Take the data below and copy exactly the lines starting at the one with "for _ in 0..40" and finishing at the one with "let failures = orchestrator.failures();", both included.

SUPPLIED DATA -
Segment Open
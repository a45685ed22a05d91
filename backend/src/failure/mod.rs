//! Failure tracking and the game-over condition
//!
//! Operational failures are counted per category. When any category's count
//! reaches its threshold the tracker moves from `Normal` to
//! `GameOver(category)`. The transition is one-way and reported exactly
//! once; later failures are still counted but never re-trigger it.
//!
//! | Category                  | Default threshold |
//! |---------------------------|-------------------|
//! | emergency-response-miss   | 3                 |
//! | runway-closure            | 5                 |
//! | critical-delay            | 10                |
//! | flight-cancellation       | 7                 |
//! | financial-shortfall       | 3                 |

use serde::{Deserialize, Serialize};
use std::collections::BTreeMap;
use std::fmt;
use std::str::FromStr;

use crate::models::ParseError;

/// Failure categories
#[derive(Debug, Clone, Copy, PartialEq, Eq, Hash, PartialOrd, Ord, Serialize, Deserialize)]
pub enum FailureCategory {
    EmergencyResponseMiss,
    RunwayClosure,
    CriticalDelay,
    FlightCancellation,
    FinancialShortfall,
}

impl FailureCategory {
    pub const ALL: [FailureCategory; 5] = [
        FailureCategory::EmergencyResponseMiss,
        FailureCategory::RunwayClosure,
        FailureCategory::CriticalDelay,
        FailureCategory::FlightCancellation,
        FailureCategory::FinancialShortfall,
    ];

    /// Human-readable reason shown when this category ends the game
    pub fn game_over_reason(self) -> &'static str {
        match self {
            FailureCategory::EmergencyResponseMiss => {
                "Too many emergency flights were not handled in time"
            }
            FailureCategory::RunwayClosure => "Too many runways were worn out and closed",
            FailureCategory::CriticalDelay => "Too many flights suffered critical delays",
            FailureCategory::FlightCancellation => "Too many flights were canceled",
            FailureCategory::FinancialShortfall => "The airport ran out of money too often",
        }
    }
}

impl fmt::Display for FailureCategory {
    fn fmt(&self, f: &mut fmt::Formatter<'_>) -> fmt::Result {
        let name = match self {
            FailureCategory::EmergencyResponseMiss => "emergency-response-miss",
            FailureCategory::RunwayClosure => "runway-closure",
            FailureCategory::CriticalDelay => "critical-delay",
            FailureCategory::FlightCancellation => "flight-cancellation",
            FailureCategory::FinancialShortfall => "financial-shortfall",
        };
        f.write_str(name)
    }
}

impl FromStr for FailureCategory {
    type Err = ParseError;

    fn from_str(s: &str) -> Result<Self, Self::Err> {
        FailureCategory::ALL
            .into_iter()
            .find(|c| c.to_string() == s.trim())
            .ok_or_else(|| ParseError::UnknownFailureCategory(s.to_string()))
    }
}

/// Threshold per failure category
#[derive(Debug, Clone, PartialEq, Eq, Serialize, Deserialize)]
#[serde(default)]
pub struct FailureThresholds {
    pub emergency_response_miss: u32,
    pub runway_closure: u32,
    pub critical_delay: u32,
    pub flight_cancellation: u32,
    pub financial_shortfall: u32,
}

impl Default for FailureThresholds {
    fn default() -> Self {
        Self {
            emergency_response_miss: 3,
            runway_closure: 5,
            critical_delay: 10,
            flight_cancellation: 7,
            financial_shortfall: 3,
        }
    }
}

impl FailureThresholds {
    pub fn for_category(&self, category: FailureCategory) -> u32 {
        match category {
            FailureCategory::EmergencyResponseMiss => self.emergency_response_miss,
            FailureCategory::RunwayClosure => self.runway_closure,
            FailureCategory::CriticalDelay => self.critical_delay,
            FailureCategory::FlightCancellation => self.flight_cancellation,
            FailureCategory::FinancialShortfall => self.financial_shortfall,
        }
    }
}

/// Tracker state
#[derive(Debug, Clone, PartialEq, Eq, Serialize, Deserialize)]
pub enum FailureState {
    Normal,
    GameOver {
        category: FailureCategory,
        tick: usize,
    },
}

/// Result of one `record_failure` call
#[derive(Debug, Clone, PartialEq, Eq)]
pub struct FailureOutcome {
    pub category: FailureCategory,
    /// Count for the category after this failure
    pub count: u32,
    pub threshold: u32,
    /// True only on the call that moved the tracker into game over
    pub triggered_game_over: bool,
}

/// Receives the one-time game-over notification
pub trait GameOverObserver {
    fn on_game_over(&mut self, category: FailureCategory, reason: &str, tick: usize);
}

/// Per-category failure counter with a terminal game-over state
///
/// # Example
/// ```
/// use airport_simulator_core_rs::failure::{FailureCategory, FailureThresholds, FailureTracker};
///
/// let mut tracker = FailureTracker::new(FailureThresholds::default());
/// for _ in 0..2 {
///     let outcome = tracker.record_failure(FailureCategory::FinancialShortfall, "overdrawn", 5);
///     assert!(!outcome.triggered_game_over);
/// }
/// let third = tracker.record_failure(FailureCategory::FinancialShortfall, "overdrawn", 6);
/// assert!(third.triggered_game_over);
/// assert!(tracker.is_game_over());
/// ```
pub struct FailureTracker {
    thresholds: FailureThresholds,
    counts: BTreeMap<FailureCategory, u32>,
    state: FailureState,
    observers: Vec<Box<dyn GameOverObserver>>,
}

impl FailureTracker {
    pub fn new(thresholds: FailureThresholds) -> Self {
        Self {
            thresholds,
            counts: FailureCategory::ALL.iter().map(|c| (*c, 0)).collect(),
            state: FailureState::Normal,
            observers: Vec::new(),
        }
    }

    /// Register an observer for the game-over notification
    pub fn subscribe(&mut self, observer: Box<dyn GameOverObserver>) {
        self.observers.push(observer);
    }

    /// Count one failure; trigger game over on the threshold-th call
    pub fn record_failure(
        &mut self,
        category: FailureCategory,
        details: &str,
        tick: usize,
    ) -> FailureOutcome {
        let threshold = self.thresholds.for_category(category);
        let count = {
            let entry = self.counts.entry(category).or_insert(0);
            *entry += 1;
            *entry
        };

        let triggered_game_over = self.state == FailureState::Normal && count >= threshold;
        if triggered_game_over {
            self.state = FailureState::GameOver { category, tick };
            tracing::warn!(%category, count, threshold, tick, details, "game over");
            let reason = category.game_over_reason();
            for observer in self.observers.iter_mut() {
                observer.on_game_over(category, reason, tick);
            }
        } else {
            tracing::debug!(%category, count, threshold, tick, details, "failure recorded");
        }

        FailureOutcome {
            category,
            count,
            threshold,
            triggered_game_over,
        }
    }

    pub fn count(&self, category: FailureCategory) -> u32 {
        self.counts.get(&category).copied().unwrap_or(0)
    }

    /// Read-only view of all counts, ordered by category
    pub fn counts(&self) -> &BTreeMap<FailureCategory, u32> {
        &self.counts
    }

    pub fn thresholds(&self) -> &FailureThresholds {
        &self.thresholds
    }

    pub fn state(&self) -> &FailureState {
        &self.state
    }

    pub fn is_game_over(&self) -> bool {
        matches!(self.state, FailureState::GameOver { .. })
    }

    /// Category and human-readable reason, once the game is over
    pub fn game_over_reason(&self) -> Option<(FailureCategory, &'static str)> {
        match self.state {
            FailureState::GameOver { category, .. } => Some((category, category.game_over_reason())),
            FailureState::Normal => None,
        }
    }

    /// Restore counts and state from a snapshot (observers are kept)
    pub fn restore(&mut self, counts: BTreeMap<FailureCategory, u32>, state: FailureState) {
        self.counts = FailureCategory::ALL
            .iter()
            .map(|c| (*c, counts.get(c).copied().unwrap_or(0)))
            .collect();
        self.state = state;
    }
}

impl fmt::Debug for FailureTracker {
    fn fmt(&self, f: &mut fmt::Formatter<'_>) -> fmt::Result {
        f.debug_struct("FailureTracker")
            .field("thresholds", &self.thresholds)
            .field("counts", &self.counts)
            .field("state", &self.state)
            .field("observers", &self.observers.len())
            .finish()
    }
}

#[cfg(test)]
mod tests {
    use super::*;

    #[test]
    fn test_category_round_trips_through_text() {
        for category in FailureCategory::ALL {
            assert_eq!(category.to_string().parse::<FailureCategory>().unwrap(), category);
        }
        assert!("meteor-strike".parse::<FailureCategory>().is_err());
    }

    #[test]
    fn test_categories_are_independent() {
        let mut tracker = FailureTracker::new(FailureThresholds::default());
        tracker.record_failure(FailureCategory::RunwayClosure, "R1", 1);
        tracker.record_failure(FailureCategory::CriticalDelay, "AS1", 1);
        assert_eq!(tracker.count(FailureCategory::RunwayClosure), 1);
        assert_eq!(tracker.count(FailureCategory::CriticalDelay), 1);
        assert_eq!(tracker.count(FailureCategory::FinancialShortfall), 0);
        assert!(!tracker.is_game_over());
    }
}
Segment Closed
Segment Open
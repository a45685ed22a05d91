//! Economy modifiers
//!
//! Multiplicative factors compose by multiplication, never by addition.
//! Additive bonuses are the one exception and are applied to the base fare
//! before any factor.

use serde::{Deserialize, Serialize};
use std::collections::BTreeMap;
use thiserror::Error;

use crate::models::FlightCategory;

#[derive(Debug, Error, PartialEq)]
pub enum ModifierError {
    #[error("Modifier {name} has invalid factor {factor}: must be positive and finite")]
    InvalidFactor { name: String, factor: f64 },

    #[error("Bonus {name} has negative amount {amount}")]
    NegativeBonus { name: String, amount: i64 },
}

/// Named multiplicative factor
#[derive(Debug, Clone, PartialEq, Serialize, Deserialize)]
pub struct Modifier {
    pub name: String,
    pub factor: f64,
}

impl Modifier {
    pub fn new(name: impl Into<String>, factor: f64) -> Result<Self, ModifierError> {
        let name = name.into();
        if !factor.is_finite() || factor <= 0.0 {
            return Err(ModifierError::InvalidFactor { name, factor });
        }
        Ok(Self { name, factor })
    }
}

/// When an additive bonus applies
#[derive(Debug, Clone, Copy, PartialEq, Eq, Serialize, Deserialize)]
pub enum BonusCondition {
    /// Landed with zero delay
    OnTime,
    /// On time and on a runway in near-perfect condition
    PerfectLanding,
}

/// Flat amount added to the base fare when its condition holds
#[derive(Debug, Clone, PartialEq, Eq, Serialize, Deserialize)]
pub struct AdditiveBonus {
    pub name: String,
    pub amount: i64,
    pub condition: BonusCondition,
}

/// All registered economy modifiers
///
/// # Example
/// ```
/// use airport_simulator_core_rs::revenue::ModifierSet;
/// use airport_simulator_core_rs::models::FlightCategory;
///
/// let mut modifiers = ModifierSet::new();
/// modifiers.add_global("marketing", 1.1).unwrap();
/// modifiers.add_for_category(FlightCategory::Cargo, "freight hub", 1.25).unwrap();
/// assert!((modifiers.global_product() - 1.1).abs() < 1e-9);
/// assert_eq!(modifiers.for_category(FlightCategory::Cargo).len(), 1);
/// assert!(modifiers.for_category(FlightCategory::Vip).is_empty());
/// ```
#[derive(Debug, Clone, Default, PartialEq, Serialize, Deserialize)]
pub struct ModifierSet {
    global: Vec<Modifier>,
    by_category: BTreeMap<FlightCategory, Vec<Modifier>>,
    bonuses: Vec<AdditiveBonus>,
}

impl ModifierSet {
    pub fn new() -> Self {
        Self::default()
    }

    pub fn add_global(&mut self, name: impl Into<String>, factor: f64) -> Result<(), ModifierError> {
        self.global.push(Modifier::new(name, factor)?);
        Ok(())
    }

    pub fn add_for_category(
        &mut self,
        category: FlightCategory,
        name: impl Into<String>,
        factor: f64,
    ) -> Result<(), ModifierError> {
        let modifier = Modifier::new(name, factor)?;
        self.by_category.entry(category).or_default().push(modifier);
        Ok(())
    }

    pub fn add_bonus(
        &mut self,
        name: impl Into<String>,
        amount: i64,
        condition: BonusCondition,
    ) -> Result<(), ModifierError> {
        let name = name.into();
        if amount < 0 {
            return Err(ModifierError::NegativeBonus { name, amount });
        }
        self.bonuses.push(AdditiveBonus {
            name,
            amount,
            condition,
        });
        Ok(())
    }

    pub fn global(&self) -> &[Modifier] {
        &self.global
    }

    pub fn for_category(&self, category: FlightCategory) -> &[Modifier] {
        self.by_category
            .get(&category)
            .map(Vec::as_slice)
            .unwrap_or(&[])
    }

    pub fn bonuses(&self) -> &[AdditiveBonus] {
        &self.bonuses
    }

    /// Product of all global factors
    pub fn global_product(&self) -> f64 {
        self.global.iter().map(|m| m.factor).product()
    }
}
Segment Closed
Segment Open
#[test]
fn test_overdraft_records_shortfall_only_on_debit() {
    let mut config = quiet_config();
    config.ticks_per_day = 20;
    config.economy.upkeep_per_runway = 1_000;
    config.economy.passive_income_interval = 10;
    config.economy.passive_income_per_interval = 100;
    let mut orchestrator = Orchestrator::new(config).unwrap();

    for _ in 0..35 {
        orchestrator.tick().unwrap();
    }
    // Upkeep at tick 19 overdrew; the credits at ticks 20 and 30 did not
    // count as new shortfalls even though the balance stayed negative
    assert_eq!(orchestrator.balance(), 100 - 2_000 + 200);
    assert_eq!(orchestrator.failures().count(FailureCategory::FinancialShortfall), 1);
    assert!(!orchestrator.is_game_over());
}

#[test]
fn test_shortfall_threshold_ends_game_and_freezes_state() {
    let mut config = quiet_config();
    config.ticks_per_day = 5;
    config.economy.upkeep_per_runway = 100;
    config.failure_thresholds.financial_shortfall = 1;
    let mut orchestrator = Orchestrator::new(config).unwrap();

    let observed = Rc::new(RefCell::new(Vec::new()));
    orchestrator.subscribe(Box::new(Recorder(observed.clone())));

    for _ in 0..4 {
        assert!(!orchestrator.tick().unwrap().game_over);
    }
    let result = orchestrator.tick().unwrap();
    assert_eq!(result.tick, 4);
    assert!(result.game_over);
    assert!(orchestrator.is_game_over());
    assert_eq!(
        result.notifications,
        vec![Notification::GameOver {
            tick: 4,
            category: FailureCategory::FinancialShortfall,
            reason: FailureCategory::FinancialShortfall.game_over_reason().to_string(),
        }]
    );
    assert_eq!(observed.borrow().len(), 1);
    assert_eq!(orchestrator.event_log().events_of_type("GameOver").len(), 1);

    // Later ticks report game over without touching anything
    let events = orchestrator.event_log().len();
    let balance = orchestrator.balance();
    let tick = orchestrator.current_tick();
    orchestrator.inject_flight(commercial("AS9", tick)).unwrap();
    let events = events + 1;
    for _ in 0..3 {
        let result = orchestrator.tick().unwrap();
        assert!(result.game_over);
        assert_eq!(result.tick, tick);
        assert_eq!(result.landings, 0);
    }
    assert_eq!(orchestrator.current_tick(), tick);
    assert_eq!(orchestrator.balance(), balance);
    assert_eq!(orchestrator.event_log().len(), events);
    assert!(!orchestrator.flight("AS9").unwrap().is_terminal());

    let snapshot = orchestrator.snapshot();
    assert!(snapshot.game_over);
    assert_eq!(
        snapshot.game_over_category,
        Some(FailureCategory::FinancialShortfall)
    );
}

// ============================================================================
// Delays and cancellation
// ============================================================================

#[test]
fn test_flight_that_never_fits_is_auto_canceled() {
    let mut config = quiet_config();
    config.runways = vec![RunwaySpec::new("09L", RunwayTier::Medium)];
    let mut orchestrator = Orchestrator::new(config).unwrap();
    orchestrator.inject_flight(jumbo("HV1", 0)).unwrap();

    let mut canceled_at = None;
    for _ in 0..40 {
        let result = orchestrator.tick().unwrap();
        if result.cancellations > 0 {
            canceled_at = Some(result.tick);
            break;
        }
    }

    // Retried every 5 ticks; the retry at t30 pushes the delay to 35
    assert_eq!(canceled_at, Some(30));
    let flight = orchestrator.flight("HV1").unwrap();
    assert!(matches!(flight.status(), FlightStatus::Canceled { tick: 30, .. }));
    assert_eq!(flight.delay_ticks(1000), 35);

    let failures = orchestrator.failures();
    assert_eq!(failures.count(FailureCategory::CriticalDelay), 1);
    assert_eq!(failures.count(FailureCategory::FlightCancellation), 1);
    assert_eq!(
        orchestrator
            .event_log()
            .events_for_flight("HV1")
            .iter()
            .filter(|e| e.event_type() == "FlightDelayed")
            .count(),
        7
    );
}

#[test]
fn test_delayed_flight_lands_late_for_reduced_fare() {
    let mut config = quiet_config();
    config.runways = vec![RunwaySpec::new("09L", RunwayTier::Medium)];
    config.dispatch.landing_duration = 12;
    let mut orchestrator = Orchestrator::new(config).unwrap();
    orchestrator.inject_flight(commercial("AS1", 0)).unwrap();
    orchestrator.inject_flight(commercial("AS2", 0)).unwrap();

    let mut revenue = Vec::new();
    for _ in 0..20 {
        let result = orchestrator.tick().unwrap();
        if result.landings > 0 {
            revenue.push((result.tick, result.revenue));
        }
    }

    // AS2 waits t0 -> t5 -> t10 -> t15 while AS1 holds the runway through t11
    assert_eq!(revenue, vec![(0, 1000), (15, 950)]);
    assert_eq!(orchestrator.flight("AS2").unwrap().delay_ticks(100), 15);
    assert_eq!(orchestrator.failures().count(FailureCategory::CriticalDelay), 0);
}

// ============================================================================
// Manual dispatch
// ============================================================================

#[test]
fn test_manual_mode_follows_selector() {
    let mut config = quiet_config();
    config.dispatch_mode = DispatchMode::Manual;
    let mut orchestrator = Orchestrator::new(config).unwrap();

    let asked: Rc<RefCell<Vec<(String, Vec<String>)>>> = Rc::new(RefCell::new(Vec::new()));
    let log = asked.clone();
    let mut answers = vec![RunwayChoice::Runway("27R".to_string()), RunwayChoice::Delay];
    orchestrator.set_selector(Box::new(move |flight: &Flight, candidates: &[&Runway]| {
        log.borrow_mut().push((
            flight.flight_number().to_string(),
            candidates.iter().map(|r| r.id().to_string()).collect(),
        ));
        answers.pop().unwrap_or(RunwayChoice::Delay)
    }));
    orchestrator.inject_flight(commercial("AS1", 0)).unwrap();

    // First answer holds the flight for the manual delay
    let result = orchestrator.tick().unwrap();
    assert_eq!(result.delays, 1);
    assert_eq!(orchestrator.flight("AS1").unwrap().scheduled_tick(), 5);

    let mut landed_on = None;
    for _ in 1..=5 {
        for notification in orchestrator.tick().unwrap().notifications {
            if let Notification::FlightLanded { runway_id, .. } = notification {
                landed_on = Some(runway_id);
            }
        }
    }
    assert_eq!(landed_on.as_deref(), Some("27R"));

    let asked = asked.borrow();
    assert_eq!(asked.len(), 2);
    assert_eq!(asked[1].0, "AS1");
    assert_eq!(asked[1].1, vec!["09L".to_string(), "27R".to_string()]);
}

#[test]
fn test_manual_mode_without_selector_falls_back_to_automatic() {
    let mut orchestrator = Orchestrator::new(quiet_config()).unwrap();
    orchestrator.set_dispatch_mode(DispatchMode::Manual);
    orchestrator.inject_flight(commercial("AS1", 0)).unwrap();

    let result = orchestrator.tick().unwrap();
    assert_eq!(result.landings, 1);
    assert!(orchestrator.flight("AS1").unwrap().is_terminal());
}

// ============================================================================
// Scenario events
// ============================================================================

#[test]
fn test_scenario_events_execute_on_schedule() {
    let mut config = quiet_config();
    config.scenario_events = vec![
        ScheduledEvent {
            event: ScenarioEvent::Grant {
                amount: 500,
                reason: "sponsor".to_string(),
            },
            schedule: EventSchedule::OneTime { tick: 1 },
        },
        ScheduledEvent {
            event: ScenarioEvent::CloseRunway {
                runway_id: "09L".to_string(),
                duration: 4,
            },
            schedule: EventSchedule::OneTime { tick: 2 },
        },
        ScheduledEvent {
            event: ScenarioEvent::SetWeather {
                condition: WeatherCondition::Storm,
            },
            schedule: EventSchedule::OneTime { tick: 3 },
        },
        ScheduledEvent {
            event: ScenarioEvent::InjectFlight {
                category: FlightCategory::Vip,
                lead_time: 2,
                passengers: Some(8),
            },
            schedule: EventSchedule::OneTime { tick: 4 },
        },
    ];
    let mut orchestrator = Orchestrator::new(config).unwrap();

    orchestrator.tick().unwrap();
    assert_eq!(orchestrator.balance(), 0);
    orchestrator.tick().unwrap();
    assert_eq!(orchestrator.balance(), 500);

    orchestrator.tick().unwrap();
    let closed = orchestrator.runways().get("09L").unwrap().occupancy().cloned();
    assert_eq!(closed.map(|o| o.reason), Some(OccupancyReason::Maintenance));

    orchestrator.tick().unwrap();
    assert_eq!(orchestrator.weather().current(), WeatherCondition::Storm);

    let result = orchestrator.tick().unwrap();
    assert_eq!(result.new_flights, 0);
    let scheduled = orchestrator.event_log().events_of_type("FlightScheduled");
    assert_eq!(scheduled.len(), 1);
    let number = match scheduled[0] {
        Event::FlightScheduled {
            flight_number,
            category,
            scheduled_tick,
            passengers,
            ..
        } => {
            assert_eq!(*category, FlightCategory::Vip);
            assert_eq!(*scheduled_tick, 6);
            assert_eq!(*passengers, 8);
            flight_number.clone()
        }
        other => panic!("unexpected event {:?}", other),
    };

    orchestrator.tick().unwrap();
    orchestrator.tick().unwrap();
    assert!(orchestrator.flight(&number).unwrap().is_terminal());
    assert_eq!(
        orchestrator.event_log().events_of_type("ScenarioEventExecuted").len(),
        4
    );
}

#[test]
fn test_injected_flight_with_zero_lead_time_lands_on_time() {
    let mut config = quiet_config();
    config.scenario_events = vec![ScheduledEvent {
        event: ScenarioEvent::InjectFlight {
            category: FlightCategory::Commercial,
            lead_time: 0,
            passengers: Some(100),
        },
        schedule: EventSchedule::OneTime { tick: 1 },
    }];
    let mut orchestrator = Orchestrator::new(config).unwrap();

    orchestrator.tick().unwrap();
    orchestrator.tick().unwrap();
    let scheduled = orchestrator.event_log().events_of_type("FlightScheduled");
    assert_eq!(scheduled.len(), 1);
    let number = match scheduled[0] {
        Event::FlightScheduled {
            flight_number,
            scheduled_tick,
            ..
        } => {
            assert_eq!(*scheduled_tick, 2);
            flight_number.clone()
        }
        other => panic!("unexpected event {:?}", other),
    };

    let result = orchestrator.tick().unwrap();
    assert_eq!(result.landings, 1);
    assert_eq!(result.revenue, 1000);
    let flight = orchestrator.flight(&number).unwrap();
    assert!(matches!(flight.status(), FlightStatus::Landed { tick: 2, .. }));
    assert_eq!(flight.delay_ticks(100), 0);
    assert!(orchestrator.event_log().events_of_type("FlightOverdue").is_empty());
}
Segment Closed
ANSWER BELOW -
    for _ in 0..40 {
        let result = orchestrator.tick().unwrap();
        if result.cancellations > 0 {
            canceled_at = Some(result.tick);
            break;
        }
    }

    // Retried every 5 ticks; the retry at t30 pushes the delay to 35
    assert_eq!(canceled_at, Some(30));
    let flight = orchestrator.flight("HV1").unwrap();
    assert!(matches!(flight.status(), FlightStatus::Canceled { tick: 30, .. }));
    assert_eq!(flight.delay_ticks(1000), 35);

    let failures = orchestrator.failures();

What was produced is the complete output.